Railway Board
- Type: Government Organisation
- Headquarters: New Delhi, India
- Region served: India
- Members: Nirmala Kishore Bollina, Bichitra Narayan Kalita, Ajay Kumar Yadav, Sunil Ram, Vibhashwani Aswasthi, Richa Pandey Mishra, Girishbhai Raysanghbhai Rajgor, Chottubhai Eknath Patil, Harvind Kohli, Ram Kumar Pahana, Madhusudhana P., G.V Manjunatha, Abhilash Pandey, Rajendra Ashok Phadke, Kailash Laxman Verma, Dilip Kumar Mallick, Tajinder Singh Sran, Bhajan lal Sharma, K RaviChandran, Gotalla Uma Rani, Amol Machindranath Deshmukh, Sunita Dayal, Ashok Kumar Sukla, Geeta Thakur, Abhijit Das Bobby, Rathindra Bose
- Chairperson: P. K. Krishna Das
- Parent organisation: Ministry of Railways through Railway Board
- Website: indianrailways.gov.in

= Passenger Amenities Committee =

Indian Railways organisation

The Passenger Amenities Committee (PAC) is a statutory Organization body under the Ministry of Railways (India), Government of India. It is tasked with grievances of passengers for the ease of railway transport in India. PAC is considered to be one of the classical organizational network for smooth functioning of railways in India.
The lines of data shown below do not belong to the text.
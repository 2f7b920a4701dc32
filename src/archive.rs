//! Dated archival of the auxiliary directories surrounding a data path.

use std::fs;
use std::path::{Path, PathBuf};

use chrono::{DateTime, Utc};
use tracing::{debug, info};

use crate::constants::layout::{ARCHIVE_CATEGORIES, ARCHIVE_SUFFIX, ARCHIVE_TIMESTAMP_FORMAT};
use crate::errors::PipelineError;
use crate::validation::sibling_with_suffix;

/// Relocates stale quarantine/validated/processed/results directories into
/// dated folders under the `_archive` sibling. Runs outside the hot path.
pub struct ArchiveRotator {
    data_path: PathBuf,
}

impl ArchiveRotator {
    /// Create a rotator for `data_path`.
    pub fn new(data_path: impl Into<PathBuf>) -> Self {
        Self {
            data_path: data_path.into(),
        }
    }

    /// The archive root: the data directory name suffixed `_archive`.
    pub fn archive_root(&self) -> PathBuf {
        sibling_with_suffix(&self.data_path, ARCHIVE_SUFFIX)
    }

    /// Archive every entry of each auxiliary directory that exists into
    /// `<category>_<date>_<time>` under the archive root.
    ///
    /// Absent source directories are nothing to archive, not an error.
    /// Existing destination entries are never overwritten; the offending
    /// entry is skipped instead. Any unexpected filesystem fault aborts the
    /// remainder of the pass.
    pub fn archive(&self) -> Result<(), PipelineError> {
        self.archive_at(Utc::now())
    }

    /// `archive` with an explicit timestamp, for deterministic tests.
    pub fn archive_at(&self, now: DateTime<Utc>) -> Result<(), PipelineError> {
        let stamp = now.format(ARCHIVE_TIMESTAMP_FORMAT).to_string();
        for (category, suffix) in ARCHIVE_CATEGORIES {
            let source = sibling_with_suffix(&self.data_path, suffix);
            if !source.is_dir() {
                debug!(category, "no source directory, nothing to archive");
                continue;
            }
            let destination = self.archive_root().join(format!("{category}_{stamp}"));
            rotate_category(&source, &destination, category)?;
        }
        Ok(())
    }
}

/// Move every entry of `source` into `destination`, creating the
/// destination lazily and skipping entries whose names already exist there.
///
/// The entry list is bound freshly from `source` here, never shared between
/// categories.
fn rotate_category(
    source: &Path,
    destination: &Path,
    category: &str,
) -> Result<(), PipelineError> {
    let entries = fs::read_dir(source).map_err(|err| PipelineError::storage(source, err))?;
    let mut moved = 0_usize;
    let mut skipped = 0_usize;
    for entry in entries {
        let entry = entry.map_err(|err| PipelineError::storage(source, err))?;
        if !destination.is_dir() {
            fs::create_dir_all(destination)
                .map_err(|err| PipelineError::storage(destination, err))?;
        }
        let target = destination.join(entry.file_name());
        if target.exists() {
            skipped += 1;
            continue;
        }
        fs::rename(entry.path(), &target)
            .map_err(|err| PipelineError::storage(entry.path(), err))?;
        moved += 1;
    }
    info!(category, moved, skipped, destination = %destination.display(), "archived category");
    Ok(())
}

#[cfg(test)]
mod tests {
    use super::*;
    use chrono::TimeZone;
    use tempfile::tempdir;

    fn setup() -> (tempfile::TempDir, PathBuf) {
        let dir = tempdir().unwrap();
        let data = dir.path().join("attrition_data");
        fs::create_dir(&data).unwrap();
        (dir, data)
    }

    fn fixed_now() -> DateTime<Utc> {
        Utc.with_ymd_and_hms(2024, 1, 12, 9, 30, 15).unwrap()
    }

    #[test]
    fn archives_each_existing_category_into_dated_folders() {
        let (_dir, data) = setup();
        let rejects = sibling_with_suffix(&data, "_rejects");
        let results = sibling_with_suffix(&data, "_results");
        fs::create_dir(&rejects).unwrap();
        fs::create_dir(&results).unwrap();
        fs::write(rejects.join("bad.csv"), "x\n").unwrap();
        fs::write(results.join("Predictions.csv"), "y\n").unwrap();

        let rotator = ArchiveRotator::new(&data);
        rotator.archive_at(fixed_now()).unwrap();

        let archive = rotator.archive_root();
        assert!(archive
            .join("reject_2024-01-12_093015")
            .join("bad.csv")
            .is_file());
        assert!(archive
            .join("results_2024-01-12_093015")
            .join("Predictions.csv")
            .is_file());
        assert!(fs::read_dir(&rejects).unwrap().next().is_none());
    }

    #[test]
    fn absent_source_directories_are_tolerated() {
        let (_dir, data) = setup();
        ArchiveRotator::new(&data).archive_at(fixed_now()).unwrap();
        assert!(!ArchiveRotator::new(&data).archive_root().exists());
    }

    #[test]
    fn existing_destination_entries_are_never_overwritten() {
        let (_dir, data) = setup();
        let rejects = sibling_with_suffix(&data, "_rejects");
        fs::create_dir(&rejects).unwrap();
        fs::write(rejects.join("bad.csv"), "new contents\n").unwrap();

        let rotator = ArchiveRotator::new(&data);
        let destination = rotator.archive_root().join("reject_2024-01-12_093015");
        fs::create_dir_all(&destination).unwrap();
        fs::write(destination.join("bad.csv"), "original contents\n").unwrap();

        rotator.archive_at(fixed_now()).unwrap();

        let preserved = fs::read_to_string(destination.join("bad.csv")).unwrap();
        assert_eq!(preserved, "original contents\n");
        // The skipped source entry stays where it was.
        assert!(rejects.join("bad.csv").is_file());
    }

    #[test]
    fn later_absent_category_does_not_reuse_an_earlier_file_list() {
        // Rejects exists and has a file; validation does not exist. The
        // validation pass must move nothing.
        let (_dir, data) = setup();
        let rejects = sibling_with_suffix(&data, "_rejects");
        fs::create_dir(&rejects).unwrap();
        fs::write(rejects.join("bad.csv"), "x\n").unwrap();

        let rotator = ArchiveRotator::new(&data);
        rotator.archive_at(fixed_now()).unwrap();

        let archive = rotator.archive_root();
        assert!(archive.join("reject_2024-01-12_093015").is_dir());
        assert!(!archive.join("validation_2024-01-12_093015").exists());
    }

    #[test]
    fn rerunning_archival_is_idempotent_for_an_emptied_source() {
        let (_dir, data) = setup();
        let processed = sibling_with_suffix(&data, "_processed");
        fs::create_dir(&processed).unwrap();
        fs::write(processed.join("done.csv"), "x\n").unwrap();

        let rotator = ArchiveRotator::new(&data);
        rotator.archive_at(fixed_now()).unwrap();
        rotator.archive_at(fixed_now()).unwrap();

        let destination = rotator.archive_root().join("processed_2024-01-12_093015");
        assert!(destination.join("done.csv").is_file());
    }
}
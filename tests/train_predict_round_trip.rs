//! Clustered training followed by group-routed prediction against the same
//! registry, exercising the persisted grouping model and per-group
//! classifiers end to end.

use std::collections::HashSet;
use std::fs;

use tempfile::tempdir;

use clusterwise::{
    BoostedParams, ClusterDispatcher, DispatchConfig, FeatureMatrix, ForestParams, GroupingModel,
    HoldoutSplit, KMeansConfig, Label, MaxFeatures, ModelRegistry, PipelineError, SplitCriterion,
    TunerConfig,
};

/// Two well-separated blobs; inside each blob the label tracks the second
/// feature, so each group's classifier has something real to learn.
fn blob_dataset(per_blob: usize) -> (FeatureMatrix, Vec<Label>) {
    let mut rows = Vec::new();
    let mut labels = Vec::new();
    for idx in 0..per_blob {
        let wiggle = (idx % 7) as f64 * 0.15;
        rows.push(vec![0.0 + wiggle, wiggle]);
        labels.push(Label::from(idx % 2 == 0));
        rows.push(vec![40.0 + wiggle, wiggle]);
        labels.push(Label::from(idx % 2 == 1));
    }
    let features = FeatureMatrix::new(
        (0..rows.len()).map(|idx| format!("emp_{idx}")).collect(),
        vec!["tenure".into(), "satisfaction".into()],
        rows,
    )
    .unwrap();
    (features, labels)
}

fn fast_config() -> DispatchConfig {
    DispatchConfig {
        kmeans: KMeansConfig {
            clusters: 2,
            max_iterations: 50,
            seed: 11,
        },
        holdout: HoldoutSplit {
            test_fraction: 0.25,
            seed: 11,
        },
        tuner: TunerConfig {
            forest_grid: vec![ForestParams {
                estimators: 9,
                criterion: SplitCriterion::Gini,
                max_depth: 3,
                max_features: MaxFeatures::Sqrt,
            }],
            boosted_grid: vec![BoostedParams {
                learning_rate: 0.5,
                max_depth: 2,
                estimators: 15,
            }],
            folds: 3,
            seed: 11,
        },
    }
}

#[test]
fn train_then_predict_covers_every_record_exactly_once() {
    let dir = tempdir().unwrap();
    let (features, labels) = blob_dataset(12);

    let dispatcher =
        ClusterDispatcher::new(ModelRegistry::on_disk(dir.path()), fast_config());
    dispatcher.train("run_1", &features, &labels).unwrap();

    let predictions = dispatcher.predict("run_1", &features).unwrap();
    assert_eq!(predictions.len(), features.len());

    let predicted_ids: HashSet<&str> = predictions
        .iter()
        .map(|(record_id, _)| record_id.as_str())
        .collect();
    assert_eq!(predicted_ids.len(), features.len(), "no duplicates or omissions");
    for record_id in &features.record_ids {
        assert!(predicted_ids.contains(record_id.as_str()));
    }
}

#[test]
fn prediction_reuses_the_training_time_group_assignment() {
    let dir = tempdir().unwrap();
    let (features, labels) = blob_dataset(12);

    let registry = ModelRegistry::on_disk(dir.path());
    let dispatcher = ClusterDispatcher::new(registry, fast_config());
    dispatcher.train("run_1", &features, &labels).unwrap();

    // The persisted grouping model is the single source of group identity:
    // assigning the training rows through it must match what any later
    // predict call computes.
    let registry = ModelRegistry::on_disk(dir.path());
    let grouping: GroupingModel = registry.load("run_1", "grouping").unwrap();
    let first = grouping.assign(&features);
    let second = grouping.assign(&features);
    assert_eq!(first, second);

    // Rows of the same blob share a group, and the blobs differ.
    assert_eq!(first[0], first[2]);
    assert_eq!(first[1], first[3]);
    assert_ne!(first[0], first[1]);
}

#[test]
fn single_record_prediction_returns_the_label_directly() {
    let dir = tempdir().unwrap();
    let (features, labels) = blob_dataset(12);

    let dispatcher =
        ClusterDispatcher::new(ModelRegistry::on_disk(dir.path()), fast_config());
    dispatcher.train("run_1", &features, &labels).unwrap();

    let label = dispatcher
        .predict_one("run_1", &features.record_ids[0], &features.rows[0])
        .unwrap();
    let batch = dispatcher.predict("run_1", &features.select(&[0])).unwrap();
    assert_eq!(label, batch[0].1);
}

#[test]
fn predicting_before_training_is_model_not_found() {
    let dir = tempdir().unwrap();
    let (features, _) = blob_dataset(4);

    let dispatcher =
        ClusterDispatcher::new(ModelRegistry::on_disk(dir.path()), fast_config());
    let err = dispatcher.predict("never_trained", &features).unwrap_err();
    assert!(matches!(
        err,
        PipelineError::ModelNotFound { name, .. } if name == "grouping"
    ));
}

#[test]
fn group_without_a_trained_classifier_is_model_not_found() {
    let dir = tempdir().unwrap();
    let (features, labels) = blob_dataset(12);

    let dispatcher =
        ClusterDispatcher::new(ModelRegistry::on_disk(dir.path()), fast_config());
    dispatcher.train("run_1", &features, &labels).unwrap();

    // Simulate a prediction-time group that training never produced by
    // removing one group's persisted classifier.
    let orphaned = dir.path().join("run_1").join("classifier-1.json");
    assert!(orphaned.is_file());
    fs::remove_file(&orphaned).unwrap();

    let err = dispatcher.predict("run_1", &features).unwrap_err();
    assert!(matches!(
        err,
        PipelineError::ModelNotFound { name, .. } if name == "classifier-1"
    ));
}

#[test]
fn single_label_group_fails_training_instead_of_skipping() {
    let dir = tempdir().unwrap();
    let (features, _) = blob_dataset(12);
    // Constant labels inside every group: tuning cannot select a classifier.
    let labels = vec![1; features.len()];

    let dispatcher =
        ClusterDispatcher::new(ModelRegistry::on_disk(dir.path()), fast_config());
    let err = dispatcher.train("run_1", &features, &labels).unwrap_err();
    assert!(matches!(
        err,
        PipelineError::Tuning(msg) if msg.contains("single label")
    ));
}

#[test]
fn retraining_overwrites_the_previous_run_artifacts() {
    let dir = tempdir().unwrap();
    let (features, labels) = blob_dataset(12);

    let dispatcher =
        ClusterDispatcher::new(ModelRegistry::on_disk(dir.path()), fast_config());
    dispatcher.train("run_1", &features, &labels).unwrap();
    let first = dispatcher.predict("run_1", &features).unwrap();

    dispatcher.train("run_1", &features, &labels).unwrap();
    let second = dispatcher.predict("run_1", &features).unwrap();
    assert_eq!(first, second);
}
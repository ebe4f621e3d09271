use clap::Parser;
use pdfa_flavour::{Flavour, Standard, StandardSeries};
use tracing::instrument;

use super::{OutputFormat, terminal::Colorize};

#[derive(Debug, Parser)]
#[command(about = "List the standard parts and series")]
pub struct Standards {
    /// Include the `none` sentinels
    #[arg(long)]
    sentinels: bool,

    /// Output format
    #[arg(long, value_enum, default_value_t)]
    output: OutputFormat,
}

#[derive(serde::Serialize)]
struct Listing {
    series: Vec<StandardSeries>,
    standards: Vec<Standard>,
}

impl Standards {
    #[instrument(level = "debug", skip(self))]
    pub fn run(self) -> anyhow::Result<()> {
        let keep = |is_none: bool| self.sentinels || !is_none;
        let listing = Listing {
            series: StandardSeries::ALL
                .into_iter()
                .filter(|s| keep(s.is_none()))
                .collect(),
            standards: Standard::ALL
                .into_iter()
                .filter(|s| keep(s.is_none()))
                .collect(),
        };

        match self.output {
            OutputFormat::Pretty => Self::output_pretty(&listing),
            OutputFormat::Json => println!("{}", serde_json::to_string_pretty(&listing)?),
        }
        Ok(())
    }

    fn output_pretty(listing: &Listing) {
        for &series in &listing.series {
            println!("{}", series.to_string().info());
            for &standard in listing.standards.iter().filter(|s| s.series() == series) {
                let levels: Vec<_> = Flavour::for_standard(standard)
                    .map(|f| f.level().code())
                    .collect();
                println!(
                    "  {:<18} {:<8} {}",
                    standard.id(),
                    standard.name(),
                    standard.description().dim()
                );
                println!("  {:<18} levels: {}", "", levels.join(", "));
            }
        }
    }
}
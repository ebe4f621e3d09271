use std::{fmt, str::FromStr, sync::LazyLock};

use serde::{Deserialize, Serialize};

use super::{Level, NONE, Standard, error::Error};

/// A PDF/A flavour: one part of the standard at one conformance level.
///
/// Only the enumerated pairs exist. Use [`Flavour::from_parts`] to find the
/// flavour for a standard and level; there is no way to build a pair that is
/// not listed here.
///
/// ```
/// use pdfa_flavour::{Flavour, Level, Standard};
///
/// let flavour: Flavour = "1b".parse().unwrap();
/// assert_eq!(flavour, Flavour::Pdfa1B);
/// assert_eq!(flavour.standard(), Standard::Iso19005_1);
/// assert_eq!(flavour.level(), Level::B);
/// assert_eq!(Flavour::from_parts(Standard::Iso19005_1, Level::U), None);
/// ```
#[derive(Debug, Clone, Copy, PartialEq, Eq, Hash, PartialOrd, Ord, Serialize, Deserialize)]
#[serde(into = "Repr", try_from = "Repr")]
pub enum Flavour {
    /// Sentinel for "no flavour".
    None,
    /// PDF/A-1 level A.
    Pdfa1A,
    /// PDF/A-1 level B.
    Pdfa1B,
    /// PDF/A-2 level A.
    Pdfa2A,
    /// PDF/A-2 level B.
    Pdfa2B,
    /// PDF/A-3 level A.
    Pdfa3A,
    /// PDF/A-3 level B.
    Pdfa3B,
    /// PDF/A-3 level U.
    Pdfa3U,
}

impl Flavour {
    /// Every flavour, in declaration order.
    pub const ALL: [Self; 8] = [
        Self::None,
        Self::Pdfa1A,
        Self::Pdfa1B,
        Self::Pdfa2A,
        Self::Pdfa2B,
        Self::Pdfa3A,
        Self::Pdfa3B,
        Self::Pdfa3U,
    ];

    /// Returns the standard part this flavour conforms to.
    #[must_use]
    pub const fn standard(self) -> Standard {
        match self {
            Self::None => Standard::None,
            Self::Pdfa1A | Self::Pdfa1B => Standard::Iso19005_1,
            Self::Pdfa2A | Self::Pdfa2B => Standard::Iso19005_2,
            Self::Pdfa3A | Self::Pdfa3B | Self::Pdfa3U => Standard::Iso19005_3,
        }
    }

    /// Returns the conformance level of this flavour.
    #[must_use]
    pub const fn level(self) -> Level {
        match self {
            Self::None => Level::None,
            Self::Pdfa1A | Self::Pdfa2A | Self::Pdfa3A => Level::A,
            Self::Pdfa1B | Self::Pdfa2B | Self::Pdfa3B => Level::B,
            Self::Pdfa3U => Level::U,
        }
    }

    /// Returns the stable symbolic name, e.g. `PDFA_1_B`.
    #[must_use]
    pub const fn symbol(self) -> &'static str {
        match self {
            Self::None => "NONE",
            Self::Pdfa1A => "PDFA_1_A",
            Self::Pdfa1B => "PDFA_1_B",
            Self::Pdfa2A => "PDFA_2_A",
            Self::Pdfa2B => "PDFA_2_B",
            Self::Pdfa3A => "PDFA_3_A",
            Self::Pdfa3B => "PDFA_3_B",
            Self::Pdfa3U => "PDFA_3_U",
        }
    }

    /// Returns the compact id: part number followed by level code (`1b`),
    /// or `0` for the sentinel.
    #[must_use]
    pub fn short_id(self) -> &'static str {
        &DERIVED[self as usize].short_id
    }

    /// Returns `true` for the sentinel flavour.
    #[must_use]
    pub const fn is_none(self) -> bool {
        matches!(self, Self::None)
    }

    /// Finds the flavour pairing `standard` with `level`, if one is
    /// enumerated.
    #[must_use]
    pub fn from_parts(standard: Standard, level: Level) -> Option<Self> {
        Self::ALL
            .into_iter()
            .find(|flavour| flavour.standard() == standard && flavour.level() == level)
    }

    /// Returns the flavours defined for one standard part.
    pub fn for_standard(standard: Standard) -> impl Iterator<Item = Self> {
        Self::ALL
            .into_iter()
            .filter(move |flavour| flavour.standard() == standard)
    }
}

impl fmt::Display for Flavour {
    fn fmt(&self, f: &mut fmt::Formatter) -> fmt::Result {
        f.write_str(&DERIVED[*self as usize].display)
    }
}

impl FromStr for Flavour {
    type Err = Error;

    /// Parses a flavour from its short id (`1b`), its symbol (`PDFA_1_B`) or
    /// `none`.
    ///
    /// Matching ignores case, whitespace and the separators `-`, `_` and `/`,
    /// so `pdfa-1b`, `PDF/A-1B` and `PDFA_1_B` are all accepted.
    fn from_str(s: &str) -> Result<Self, Self::Err> {
        let normalised: String = s
            .chars()
            .filter(|c| !matches!(c, '-' | '_' | '/') && !c.is_whitespace())
            .map(|c| c.to_ascii_lowercase())
            .collect();
        let key = normalised.strip_prefix("pdfa").unwrap_or(&normalised);

        if key == NONE {
            return Ok(Self::None);
        }
        Self::ALL
            .into_iter()
            .find(|flavour| flavour.short_id() == key)
            .ok_or_else(|| {
                tracing::debug!(input = s, "no flavour matches input");
                Error::UnknownFlavour(s.to_string())
            })
    }
}

/// Strings derived from each flavour, built once on first use.
struct Derived {
    short_id: String,
    display: String,
}

impl Derived {
    fn new(flavour: Flavour) -> Self {
        let short_id = if flavour.is_none() {
            flavour.standard().part_number().to_string()
        } else {
            format!(
                "{}{}",
                flavour.standard().part_number(),
                flavour.level().code()
            )
        };
        let display = format!("{} {}", flavour.standard(), flavour.level());
        Self { short_id, display }
    }
}

static DERIVED: LazyLock<[Derived; Flavour::ALL.len()]> =
    LazyLock::new(|| Flavour::ALL.map(Derived::new));

#[derive(Debug, Serialize, Deserialize)]
struct Repr {
    standard: Standard,
    level: Level,
}

impl From<Flavour> for Repr {
    fn from(flavour: Flavour) -> Self {
        Self {
            standard: flavour.standard(),
            level: flavour.level(),
        }
    }
}

impl TryFrom<Repr> for Flavour {
    type Error = Error;

    fn try_from(repr: Repr) -> Result<Self, Self::Error> {
        Self::from_parts(repr.standard, repr.level).ok_or(Error::UnsupportedCombination {
            standard: repr.standard,
            level: repr.level,
        })
    }
}
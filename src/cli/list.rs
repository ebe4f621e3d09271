use std::path::Path;

use clap::Parser;
use pdfa_flavour::{Flavour, Standard};
use tracing::instrument;

use super::{FlavourEntry, OutputFormat, terminal::Colorize};

/// Command arguments for `flavour list`.
#[derive(Debug, Default, Parser)]
#[command(about = "List the flavours offered for selection")]
pub struct List {
    /// Only list flavours of this PDF/A part (e.g. `2` or `PDF/A-2`)
    #[arg(long, value_parser = super::parse_standard)]
    standard: Option<Standard>,

    /// Include flavours excluded by the configuration
    #[arg(long)]
    all: bool,

    /// Output format
    #[arg(long, value_enum, default_value_t)]
    output: OutputFormat,
}

impl List {
    #[instrument(level = "debug", skip(self))]
    pub fn run(self, config_path: &Path) -> anyhow::Result<()> {
        let config = super::load_config(config_path)?;

        let flavours: Vec<Flavour> = Flavour::ALL
            .into_iter()
            .filter(|&flavour| {
                if self.all {
                    !flavour.is_none()
                } else {
                    config.is_flavour_allowed(flavour)
                }
            })
            .filter(|flavour| self.standard.is_none_or(|s| flavour.standard() == s))
            .collect();
        tracing::debug!(count = flavours.len(), "selected flavours");

        match self.output {
            OutputFormat::Pretty => {
                Self::output_pretty(&flavours, config.default_flavour());
            }
            OutputFormat::Json => {
                let entries: Vec<FlavourEntry> =
                    flavours.into_iter().map(FlavourEntry::from).collect();
                println!("{}", serde_json::to_string_pretty(&entries)?);
            }
        }
        Ok(())
    }

    fn output_pretty(flavours: &[Flavour], default: Flavour) {
        if flavours.is_empty() {
            println!("{}", "No flavours match".dim());
            return;
        }

        let narrow = super::terminal::is_narrow();
        for &flavour in flavours {
            let marker = if flavour == default { "*" } else { " " };
            let id = format!("{:<3}", flavour.short_id());
            if narrow {
                println!("{marker} {} {}", id.info(), flavour.symbol());
            } else {
                println!(
                    "{marker} {} {:<9} {} {}",
                    id.info(),
                    flavour.symbol(),
                    flavour.standard().name(),
                    flavour.level().to_string().dim()
                );
            }
        }
        println!();
        println!("{}", "* default flavour".dim());
    }
}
== Works at Karaikudi Railway station ==

- Replacement of old coaches in Chennai and Coimbatore-bound express trains with new one
- Additional coaches in Chennai – Sengottai Silambu Express.
- Forwarded a proposal for scheduled stop at Karaikudi for the Rameswaram Ayodhya Express.
- Proposal for separate berths for Karaikudi passengers on Chennai-bound express trains.

==People==
Syed Ahmad Hashmi formerly served as the chairman of the PAC.